There are numerous etiologies of hyperprolactinemia, a common reason for consultation. Diagnostic measures must be capable of identifying the tumors, the most frequent of which are prolactin adenomas. Hypothalamic-pituitary MRI is the reference morphological examination. In clinical practice, it is usually performed very early, following the discovery of increased plasma concentrations of PRL. This approach is warranted for marked increase in PRL in the absence of drugs with hyperprolactinemic effects (>10 x upper limit of normal) since a diagnosis of PRL adenoma is extremely likely under such circumstances. When hyperprolactinemia is moderate, which is the most common finding in practice, all etiologies are possible in theory and it is important to follow a rational diagnostic plan (history-taking to identify use of any drugs with hyperprolactinemic effects paying attention to renal and hepatic history, investigation for endocrine diseases occasionally associated with hyperprolactinemia such as hypothyroidism or polycystic ovary syndrome (PCOS), confirmation of hyperprolactinemia by a second assay when the initial level is less than five times the upper normal limit, pregnancy testing for women of childbearing age) in order to rule out all non-tumoral causes of hyperprolactinemia before proceeding with imaging.
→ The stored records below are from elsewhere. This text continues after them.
//! Wire-format primitives: varints, tags, fixed-width reads, zigzag coding,
//! and length-delimited framing.
//!
//! Every reader here operates on a plain `&[u8]` slice and a `pos` cursor
//! rather than a raw pointer with an overread "slop" window. There are no
//! resumable/streaming entry points to make that kind of optimization pay
//! for itself, so a bounds-checked slice walk is the right trade.

use crate::error::DecodeError;

/// The four wire types this codec accepts. Groups (3, 4) are represented
/// only as raw tag bits in [`Tag`]; there is no variant for them here
/// because nothing downstream is allowed to act on them.
#[derive(Debug, Clone, Copy, PartialEq, Eq)]
pub enum WireType {
    Varint,
    Fixed64,
    LengthDelimited,
    Fixed32,
}

impl WireType {
    fn from_raw(raw: u32) -> Option<WireType> {
        match raw {
            0 => Some(WireType::Varint),
            1 => Some(WireType::Fixed64),
            2 => Some(WireType::LengthDelimited),
            5 => Some(WireType::Fixed32),
            _ => None,
        }
    }
}

/// A decoded, validated tag: field number plus wire type.
#[derive(Debug, Clone, Copy, PartialEq, Eq)]
pub struct Tag {
    pub field_number: u32,
    pub wire_type: WireType,
}

const MAX_VARINT_BYTES: usize = 10;
const MAX_TAG_BYTES: usize = 5;

/// Reads a base-128 little-endian varint, returning the decoded value and
/// the number of bytes consumed.
pub fn read_varint(buf: &[u8], pos: usize) -> Result<(u64, usize), DecodeError> {
    let mut result: u64 = 0;
    let mut shift = 0u32;
    let mut i = 0usize;
    loop {
        let Some(&byte) = buf.get(pos + i) else {
            return Err(DecodeError::EndOfStream);
        };
        if i == MAX_VARINT_BYTES - 1 {
            // 10th byte: only bit 0 may be set (low bit of the 64-bit value
            // already consumed 63 bits across the previous 9 bytes).
            if byte > 0x01 {
                return Err(DecodeError::VarintOverflow);
            }
            result |= (byte as u64) << shift;
            return Ok((result, i + 1));
        }
        result |= ((byte & 0x7F) as u64) << shift;
        if byte & 0x80 == 0 {
            return Ok((result, i + 1));
        }
        shift += 7;
        i += 1;
    }
}

/// Reads and validates a tag. A tag is at most 5 bytes (fits a u32) and
/// must decode to a field number `>= 1` and one of the four accepted wire
/// types; groups (wire types 3, 4) are rejected here with `Malformed`
/// rather than threaded through as a distinct variant.
pub fn read_tag(buf: &[u8], pos: usize) -> Result<(Tag, usize), DecodeError> {
    let mut result: u32 = 0;
    let mut shift = 0u32;
    let mut i = 0usize;
    loop {
        let Some(&byte) = buf.get(pos + i) else {
            return Err(DecodeError::EndOfStream);
        };
        if i == MAX_TAG_BYTES - 1 {
            // 5th byte of a u32 varint can only carry 4 more significant
            // bits (32 - 28 = 4).
            if byte & 0x80 != 0 || byte > 0x0F {
                return Err(DecodeError::VarintOverflow);
            }
            result |= (byte as u32) << shift;
            let consumed = i + 1;
            return finish_tag(result, consumed);
        }
        result |= ((byte & 0x7F) as u32) << shift;
        if byte & 0x80 == 0 {
            return finish_tag(result, i + 1);
        }
        shift += 7;
        i += 1;
    }
}

fn finish_tag(raw: u32, consumed: usize) -> Result<(Tag, usize), DecodeError> {
    let field_number = raw >> 3;
    let wire_type_raw = raw & 0x7;
    if field_number < 1 {
        return Err(DecodeError::Malformed);
    }
    let Some(wire_type) = WireType::from_raw(wire_type_raw) else {
        // Wire types 3 (start group) and 4 (end group) land here.
        return Err(DecodeError::Malformed);
    };
    Ok((Tag { field_number, wire_type }, consumed))
}

/// Reads a little-endian `u32` (wire type `Fixed32`).
pub fn read_fixed32(buf: &[u8], pos: usize) -> Result<(u32, usize), DecodeError> {
    let bytes = buf
        .get(pos..pos + 4)
        .ok_or(DecodeError::EndOfStream)?;
    Ok((u32::from_le_bytes(bytes.try_into().unwrap()), 4))
}

/// Reads a little-endian `u64` (wire type `Fixed64`).
pub fn read_fixed64(buf: &[u8], pos: usize) -> Result<(u64, usize), DecodeError> {
    let bytes = buf
        .get(pos..pos + 8)
        .ok_or(DecodeError::EndOfStream)?;
    Ok((u64::from_le_bytes(bytes.try_into().unwrap()), 8))
}

/// Reads a varint length prefix followed by that many bytes, returning the
/// inner slice (no copy) and the total bytes consumed (length prefix +
/// payload).
///
/// A truncated length varint is `EndOfStream` like any other varint read
/// (the caller decides whether that's fatal or just means "not a complete
/// top-level message yet"). Once the length is known, though, a body that
/// runs past the buffer is always `Malformed`: the declared length itself
/// is wrong, not the buffer merely short, so this can never be forgiven
/// by an enclosing frame the way a truncated outermost read can.
pub fn read_length_delimited(buf: &[u8], pos: usize) -> Result<(&[u8], usize), DecodeError> {
    let (len, len_size) = read_varint(buf, pos)?;
    let len = usize::try_from(len).map_err(|_| DecodeError::Malformed)?;
    let start = pos + len_size;
    let end = start.checked_add(len).ok_or(DecodeError::Malformed)?;
    let slice = buf.get(start..end).ok_or(DecodeError::Malformed)?;
    Ok((slice, len_size + len))
}

/// Skips exactly one field body for the given wire type, returning the
/// number of bytes consumed. Used for unknown fields.
pub fn skip_field(buf: &[u8], pos: usize, wire_type: WireType) -> Result<usize, DecodeError> {
    match wire_type {
        WireType::Varint => {
            let (_, n) = read_varint(buf, pos)?;
            Ok(n)
        }
        WireType::Fixed32 => {
            if pos + 4 > buf.len() {
                return Err(DecodeError::EndOfStream);
            }
            Ok(4)
        }
        WireType::Fixed64 => {
            if pos + 8 > buf.len() {
                return Err(DecodeError::EndOfStream);
            }
            Ok(8)
        }
        WireType::LengthDelimited => {
            let (_, n) = read_length_delimited(buf, pos)?;
            Ok(n)
        }
    }
}

pub fn zigzag_encode32(v: i32) -> u32 {
    ((v << 1) ^ (v >> 31)) as u32
}

pub fn zigzag_decode32(v: u32) -> i32 {
    ((v >> 1) as i32) ^ -((v & 1) as i32)
}

pub fn zigzag_encode64(v: i64) -> u64 {
    ((v << 1) ^ (v >> 63)) as u64
}

pub fn zigzag_decode64(v: u64) -> i64 {
    ((v >> 1) as i64) ^ -((v & 1) as i64)
}

/// Number of bytes `write_varint` would emit for `v`.
pub fn varint_size(v: u64) -> usize {
    if v == 0 {
        return 1;
    }
    let bits = 64 - v.leading_zeros() as usize;
    (bits + 6) / 7
}

/// Writes `v` as a base-128 varint, returning the number of bytes written.
pub fn write_varint(v: u64, out: &mut [u8]) -> usize {
    let mut v = v;
    let mut i = 0;
    loop {
        let byte = (v & 0x7F) as u8;
        v >>= 7;
        if v == 0 {
            out[i] = byte;
            i += 1;
            return i;
        }
        out[i] = byte | 0x80;
        i += 1;
    }
}

pub fn write_tag(field_number: u32, wire_type: WireType, out: &mut [u8]) -> usize {
    let raw = (field_number << 3)
        | match wire_type {
            WireType::Varint => 0,
            WireType::Fixed64 => 1,
            WireType::LengthDelimited => 2,
            WireType::Fixed32 => 5,
        };
    write_varint(raw as u64, out)
}

pub fn tag_size(field_number: u32, wire_type: WireType) -> usize {
    let raw = (field_number << 3)
        | match wire_type {
            WireType::Varint => 0,
            WireType::Fixed64 => 1,
            WireType::LengthDelimited => 2,
            WireType::Fixed32 => 5,
        };
    varint_size(raw as u64)
}

#[cfg(test)]
mod tests {
    use super::*;

    #[test]
    fn varint_round_trip() {
        for &v in &[0u64, 1, 127, 128, 300, u32::MAX as u64, u64::MAX] {
            let mut buf = [0u8; 10];
            let n = write_varint(v, &mut buf);
            assert_eq!(n, varint_size(v));
            let (decoded, consumed) = read_varint(&buf, 0).unwrap();
            assert_eq!(decoded, v);
            assert_eq!(consumed, n);
        }
    }

    #[test]
    fn varint_overflow_on_tenth_byte() {
        let buf = [0x88, 0x80, 0x80, 0x80, 0x80, 0x80, 0x80, 0x80, 0x80, 0x02];
        assert_eq!(read_varint(&buf, 0), Err(DecodeError::VarintOverflow));
    }

    #[test]
    fn tag_s1_int32_field1() {
        let buf = [0x08];
        let (tag, n) = read_tag(&buf, 0).unwrap();
        assert_eq!(n, 1);
        assert_eq!(tag.field_number, 1);
        assert_eq!(tag.wire_type, WireType::Varint);
    }

    #[test]
    fn overlong_tag_is_varint_overflow() {
        // S4: 0x88 0x80 0x80 0x80 0x80 0x00
        let buf = [0x88, 0x80, 0x80, 0x80, 0x80, 0x00];
        assert_eq!(read_tag(&buf, 0), Err(DecodeError::VarintOverflow));
    }

    #[test]
    fn group_wire_types_are_malformed() {
        // field 1, wire type 3 (start group): tag byte = (1 << 3) | 3 = 0x0B
        let buf = [0x0B];
        assert_eq!(read_tag(&buf, 0), Err(DecodeError::Malformed));
        // wire type 4 (end group): (1 << 3) | 4 = 0x0C
        let buf = [0x0C];
        assert_eq!(read_tag(&buf, 0), Err(DecodeError::Malformed));
    }

    #[test]
    fn zigzag32_round_trip() {
        for v in [-1i32, 0, 1, i32::MIN, i32::MAX, -1000, 1000] {
            assert_eq!(zigzag_decode32(zigzag_encode32(v)), v);
        }
    }

    #[test]
    fn zigzag32_known_values() {
        assert_eq!(zigzag_encode32(0), 0);
        assert_eq!(zigzag_encode32(-1), 1);
        assert_eq!(zigzag_encode32(1), 2);
        assert_eq!(zigzag_encode32(-2), 3);
    }

    #[test]
    fn zigzag64_round_trip() {
        for v in [-1i64, 0, 1, i64::MIN, i64::MAX] {
            assert_eq!(zigzag_decode64(zigzag_encode64(v)), v);
        }
    }

    #[test]
    fn length_delimited_s2_string_testing() {
        let buf = [0x07, b't', b'e', b's', b't', b'i', b'n', b'g'];
        let (slice, n) = read_length_delimited(&buf, 0).unwrap();
        assert_eq!(slice, b"testing");
        assert_eq!(n, 8);
    }

    #[test]
    fn length_delimited_truncated_is_end_of_stream() {
        let buf = [0x05, b'h', b'i'];
        assert_eq!(
            read_length_delimited(&buf, 0),
            Err(DecodeError::EndOfStream)
        );
    }
}

#[cfg(test)]
mod proptests {
    use super::*;
    use proptest::prelude::*;

    proptest! {
        #[test]
        fn varint_round_trip_prop(v: u64) {
            let mut buf = [0u8; 10];
            let n = write_varint(v, &mut buf);
            let (decoded, consumed) = read_varint(&buf, 0).unwrap();
            prop_assert_eq!(decoded, v);
            prop_assert_eq!(consumed, n);
        }

        #[test]
        fn zigzag32_round_trip_prop(v: i32) {
            prop_assert_eq!(zigzag_decode32(zigzag_encode32(v)), v);
        }

        #[test]
        fn zigzag64_round_trip_prop(v: i64) {
            prop_assert_eq!(zigzag_decode64(zigzag_encode64(v)), v);
        }
    }
}
//! The message runtime: a schema-shaped view over field storage, with
//! hasbits, oneof case tags, and typed scalar/repeated/map access.
//!
//! A message keeps its raw byte blob only for the genuinely fixed-size,
//! `Copy` portion of the data (hasbits, oneof case tags, and plain-old-data
//! scalar fields), accessed through narrowly scoped `unsafe`, bounds-
//! checked before every cast. Everything else a message can hold (owned
//! or borrowed strings, repeated arrays, maps, and child messages) lives
//! in a plain Rust `Vec` of typed slots instead of being reinterpreted
//! from bytes, because those types cannot be soundly read back out of a
//! byte blob without either `unsafe` far more dangerous than a bounds-
//! checked primitive cast, or duplicating what `Vec`/`Box` already do
//! safely.

use core::fmt;

use crate::arena::Arena;
use crate::containers::{MapField, RepeatedField, StringView, Value};
use crate::table::{FieldDescriptor, FieldMode, FieldType, MessageTable, Presence};

/// Storage for one non-inline-POD field: a singular `String`/`Bytes`/
/// `Message` scalar, a repeated array of some element type, or a map.
pub enum FieldSlot<'a> {
    Scalar(Value<'a>),
    /// A singular `message`-typed field. Kept distinct from `Scalar`
    /// because a submessage is owned by its parent (a `Box`), whereas
    /// [`Value::Message`] only ever hands out a borrow of one.
    SubMessage(Option<Box<Message<'a>>>),
    Repeated(RepeatedSlot<'a>),
    Map(MapField<'a>),
}

/// A repeated field's backing array, tagged by element type. One variant
/// per `element_size()` shape in `table.rs`; `Message` elements are
/// `Box`-owned rather than arena-carved (see `DESIGN.md` for why).
pub enum RepeatedSlot<'a> {
    I32(RepeatedField<i32>),
    I64(RepeatedField<i64>),
    U32(RepeatedField<u32>),
    U64(RepeatedField<u64>),
    F32(RepeatedField<f32>),
    F64(RepeatedField<f64>),
    Bool(RepeatedField<bool>),
    String(RepeatedField<StringView<'a>>),
    Bytes(RepeatedField<StringView<'a>>),
    Message(RepeatedField<Box<Message<'a>>>),
}

impl<'a> RepeatedSlot<'a> {
    fn new_for(field_type: FieldType) -> Self {
        use FieldType::*;
        match field_type {
            Int32 | SInt32 | SFixed32 | Enum => RepeatedSlot::I32(RepeatedField::new()),
            Int64 | SInt64 | SFixed64 => RepeatedSlot::I64(RepeatedField::new()),
            UInt32 | Fixed32 => RepeatedSlot::U32(RepeatedField::new()),
            UInt64 | Fixed64 => RepeatedSlot::U64(RepeatedField::new()),
            Float => RepeatedSlot::F32(RepeatedField::new()),
            Double => RepeatedSlot::F64(RepeatedField::new()),
            Bool => RepeatedSlot::Bool(RepeatedField::new()),
            String => RepeatedSlot::String(RepeatedField::new()),
            Bytes => RepeatedSlot::Bytes(RepeatedField::new()),
            Message | Group => RepeatedSlot::Message(RepeatedField::new()),
        }
    }

    pub fn len(&self) -> usize {
        match self {
            RepeatedSlot::I32(r) => r.len(),
            RepeatedSlot::I64(r) => r.len(),
            RepeatedSlot::U32(r) => r.len(),
            RepeatedSlot::U64(r) => r.len(),
            RepeatedSlot::F32(r) => r.len(),
            RepeatedSlot::F64(r) => r.len(),
            RepeatedSlot::Bool(r) => r.len(),
            RepeatedSlot::String(r) => r.len(),
            RepeatedSlot::Bytes(r) => r.len(),
            RepeatedSlot::Message(r) => r.len(),
        }
    }

    pub fn is_empty(&self) -> bool {
        self.len() == 0
    }

    /// Borrows element `i` as a reflective [`Value`], for the encoder's
    /// uniform per-element size/write logic.
    pub fn value_at(&self, i: usize) -> Value<'a> {
        match self {
            RepeatedSlot::I32(r) => Value::I32(r.slice()[i]),
            RepeatedSlot::I64(r) => Value::I64(r.slice()[i]),
            RepeatedSlot::U32(r) => Value::U32(r.slice()[i]),
            RepeatedSlot::U64(r) => Value::U64(r.slice()[i]),
            RepeatedSlot::F32(r) => Value::F32(r.slice()[i]),
            RepeatedSlot::F64(r) => Value::F64(r.slice()[i]),
            RepeatedSlot::Bool(r) => Value::Bool(r.slice()[i]),
            RepeatedSlot::String(r) => Value::String(r.slice()[i]),
            RepeatedSlot::Bytes(r) => Value::Bytes(r.slice()[i]),
            RepeatedSlot::Message(r) => Value::Message(&r.slice()[i]),
        }
    }
}

/// A message instance: schema plus the field storage it describes.
///
/// `'a` is the lifetime shared by every borrowed or arena-duped byte a
/// decode into this message produced; it must outlive the message itself.
pub struct Message<'a> {
    pub table: &'static MessageTable,
    /// Hasbits, then oneof case tags, then inline POD scalar fields, laid
    /// out exactly as `table` describes (`table.size` bytes).
    pod: Vec<u8>,
    /// One entry per non-inline-POD field, indexed by that field's
    /// `offset` (see `FieldDescriptor::offset`'s doc comment).
    slots: Vec<FieldSlot<'a>>,
    pub unknown_fields: Option<Vec<u8>>,
}
//! Compact runtime schema: [`FieldType`], [`FieldDescriptor`], and
//! [`MessageTable`] (a "MiniTable" in upb terms). Fields are kept unpacked
//! as plain struct members rather than squeezed into a bit-packed `u32`,
//! since nothing here needs to fit in a cache line.

use crate::wire::WireType;

/// The 18 protobuf scalar/composite field types. `Group` exists only so a
/// table can name the deprecated wire representation; no decoder path
/// accepts it on the wire (see [`crate::wire::read_tag`]).
#[derive(Debug, Clone, Copy, PartialEq, Eq)]
pub enum FieldType {
    Double,
    Float,
    Int32,
    Int64,
    UInt32,
    UInt64,
    SInt32,
    SInt64,
    Fixed32,
    Fixed64,
    SFixed32,
    SFixed64,
    Bool,
    String,
    Bytes,
    Enum,
    Message,
    Group,
}

impl FieldType {
    /// The wire type used when this field type is encoded unpacked.
    pub fn wire_type(self) -> WireType {
        use FieldType::*;
        match self {
            Int32 | Int64 | UInt32 | UInt64 | SInt32 | SInt64 | Bool | Enum => WireType::Varint,
            Fixed64 | SFixed64 | Double => WireType::Fixed64,
            Fixed32 | SFixed32 | Float => WireType::Fixed32,
            String | Bytes | Message | Group => WireType::LengthDelimited,
        }
    }

    /// True for the numeric scalar types that may be packed when repeated.
    pub fn is_packable(self) -> bool {
        use FieldType::*;
        !matches!(self, String | Bytes | Message | Group)
    }

    /// Byte size of a single element's in-memory representation when
    /// stored in a [`crate::containers::RepeatedField`]. `String`/`Bytes`
    /// use a [`crate::containers::StringView`]; `Message` uses a pointer-
    /// sized slot (an arena-allocated child `Message`'s index/handle).
    pub fn element_size(self) -> usize {
        use FieldType::*;
        match self {
            Bool => 1,
            Int32 | UInt32 | SInt32 | Fixed32 | SFixed32 | Float | Enum => 4,
            Int64 | UInt64 | SInt64 | Fixed64 | SFixed64 | Double => 8,
            String | Bytes => core::mem::size_of::<crate::containers::StringView>(),
            Message | Group => core::mem::size_of::<usize>(),
        }
    }
}

/// One of {scalar, repeated, map}.
#[derive(Debug, Clone, Copy, PartialEq, Eq)]
pub enum FieldMode {
    Scalar,
    Repeated,
    Map,
}

/// Presence tracking for a single field.
///
/// An enum rather than a raw signed integer so the three cases are
/// exhaustive and self-documenting at every call site that matches on it.
#[derive(Debug, Clone, Copy, PartialEq, Eq)]
pub enum Presence {
    /// Proto3 implicit presence: derived from the stored value.
    Implicit,
    /// 1-based hasbit index into the message's hasbit region.
    HasBit(u32),
    /// Index of the oneof group this field belongs to.
    Oneof(u32),
}

/// A single field's metadata: where it lives in the data block, how its
/// presence is tracked, and what kind of value it holds.
#[derive(Debug, Clone, Copy)]
pub struct FieldDescriptor {
    pub number: u32,
    /// For scalar fields of a plain-old-data type (bool, the integer and
    /// floating-point kinds, enum), a byte offset into
    /// [`crate::message::Message`]'s POD data block. For `String`/`Bytes`-
    /// typed scalar fields, and for every `Repeated`/`Map`-mode field
    /// regardless of element type, this is instead an index into the
    /// message's auxiliary slot vector: raw reinterpretation is used only
    /// where it is actually safe (fixed-size POD), with everything else
    /// (owned, borrowed, or variable-length data) given a real Rust slot
    /// instead of being reinterpreted from bytes.
    pub offset: usize,
    pub presence: Presence,
    /// Index into the owning table's `submessages` when `field_type` is
    /// `Message` or `Group`. Also used by `Map`-mode fields regardless of
    /// `field_type`: it names a synthetic two-field entry table (field 1 =
    /// key, field 2 = value) of the same shape `protoc` itself generates
    /// for a `map<K, V>` field. Otherwise unused.
    pub submsg_index: Option<usize>,
    pub field_type: FieldType,
    pub mode: FieldMode,
    pub is_packed: bool,
}

impl FieldDescriptor {
    pub const fn new(
        number: u32,
        offset: usize,
        presence: Presence,
        field_type: FieldType,
        mode: FieldMode,
        is_packed: bool,
    ) -> Self {
        FieldDescriptor {
            number,
            offset,
            presence,
            submsg_index: None,
            field_type,
            mode,
            is_packed,
        }
    }

    pub const fn with_submessage(mut self, index: usize) -> Self {
        self.submsg_index = Some(index);
        self
    }

    /// True when this field's storage lives inline in the POD data block
    /// at `offset` (a plain scalar whose representation is raw bytes);
    /// false when `offset` instead indexes the auxiliary slot vector
    /// (`String`/`Bytes`/`Message` scalars, and any `Repeated`/`Map`).
    pub fn is_inline_pod(&self) -> bool {
        self.mode == FieldMode::Scalar
            && !matches!(
                self.field_type,
                FieldType::String | FieldType::Bytes | FieldType::Message | FieldType::Group
            )
    }
}

/// Compact schema for one message type: a "MiniTable".
pub struct MessageTable {
    /// Sorted ascending by `number`.
    pub fields: &'static [FieldDescriptor],
    /// Referenced by `submsg_index` on `Message`/`Group`-typed fields.
    /// `'static` references permit cyclic/self-referential schemas
    /// directly: a table may list itself among its own submessages.
    pub submessages: &'static [&'static MessageTable],
    /// Total size in bytes of the data block this table describes.
    pub size: usize,
    /// Bytes reserved at the front of the data block for hasbits.
    pub hasbit_bytes: usize,
    /// Number of oneof groups; each occupies one 4-byte case tag
    /// immediately after the hasbit region.
    pub oneof_count: u32,
    /// Largest N such that fields numbered `1..=N` exist and occupy
    /// `fields[0..N]` in order, enabling O(1) lookup for low field
    /// numbers.
    pub dense_below: u32,
}

impl MessageTable {
    /// Looks up a field by number: O(1) for `1..=dense_below`, binary
    /// search otherwise.
    pub fn field_by_number(&self, n: u32) -> Option<&FieldDescriptor> {
        if n >= 1 && n <= self.dense_below {
            let idx = (n - 1) as usize;
            if idx < self.fields.len() && self.fields[idx].number == n {
                return Some(&self.fields[idx]);
            }
        }
        self.fields
            .binary_search_by_key(&n, |f| f.number)
            .ok()
            .map(|idx| &self.fields[idx])
    }

    /// Byte offset of the oneof case tag for oneof group `idx`.
    pub fn oneof_case_offset(&self, idx: u32) -> usize {
        self.hasbit_bytes + 4 * idx as usize
    }

    pub fn submessage(&self, field: &FieldDescriptor) -> Option<&'static MessageTable> {
        field.submsg_index.map(|i| self.submessages[i])
    }
}

#[cfg(test)]
mod tests {
    use super::*;

    const LEAF: MessageTable = MessageTable {
        fields: &[FieldDescriptor::new(
            1,
            8,
            Presence::HasBit(1),
            FieldType::Int32,
            FieldMode::Scalar,
            false,
        )],
        submessages: &[],
        size: 16,
        hasbit_bytes: 8,
        oneof_count: 0,
        dense_below: 1,
    };

    #[test]
    fn dense_lookup_hits_fast_path() {
        let f = LEAF.field_by_number(1).unwrap();
        assert_eq!(f.number, 1);
    }

    #[test]
    fn lookup_miss_returns_none() {
        assert!(LEAF.field_by_number(2).is_none());
    }

    #[test]
    fn sparse_table_falls_back_to_binary_search() {
        const SPARSE: MessageTable = MessageTable {
            fields: &[
                FieldDescriptor::new(1, 8, Presence::HasBit(1), FieldType::Int32, FieldMode::Scalar, false),
                FieldDescriptor::new(99, 16, Presence::HasBit(2), FieldType::Int32, FieldMode::Scalar, false),
            ],
            submessages: &[],
            size: 24,
            hasbit_bytes: 8,
            oneof_count: 0,
            dense_below: 1,
        };
        assert_eq!(SPARSE.field_by_number(99).unwrap().number, 99);
        assert!(SPARSE.field_by_number(50).is_none());
    }
}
Absence of any consequences of hyperprolactinemia on gonadic function or the existence of a concomitant disease that could account for the clinical signs, demonstration of wide variations in PRL from one assay to another in a single patient could prompt screening for macroprolactinemia before MRI is ordered. Macroprolactinoma could also occur in the case of normal or doubtful MRI or discrepancy in response to medical or surgical treatment. T1- and T2-weighted coronal sections (with or without T1 after gadolinium injection) are generally sufficient for diagnosis of microprolactinoma. Dynamic tests may be useful if MRI is normal or unclear. Gadolinium injection with sagittal and axial sections is essential for examination of large lesions. In this case, when the increase of PRL is moderate (<150 mg/ml), a non-lactotropic lesion may be suspected without misdiagnosing a hook effect. Careful analysis of the images allows differentiation between tumoral lesions and pituitary hyperplasia.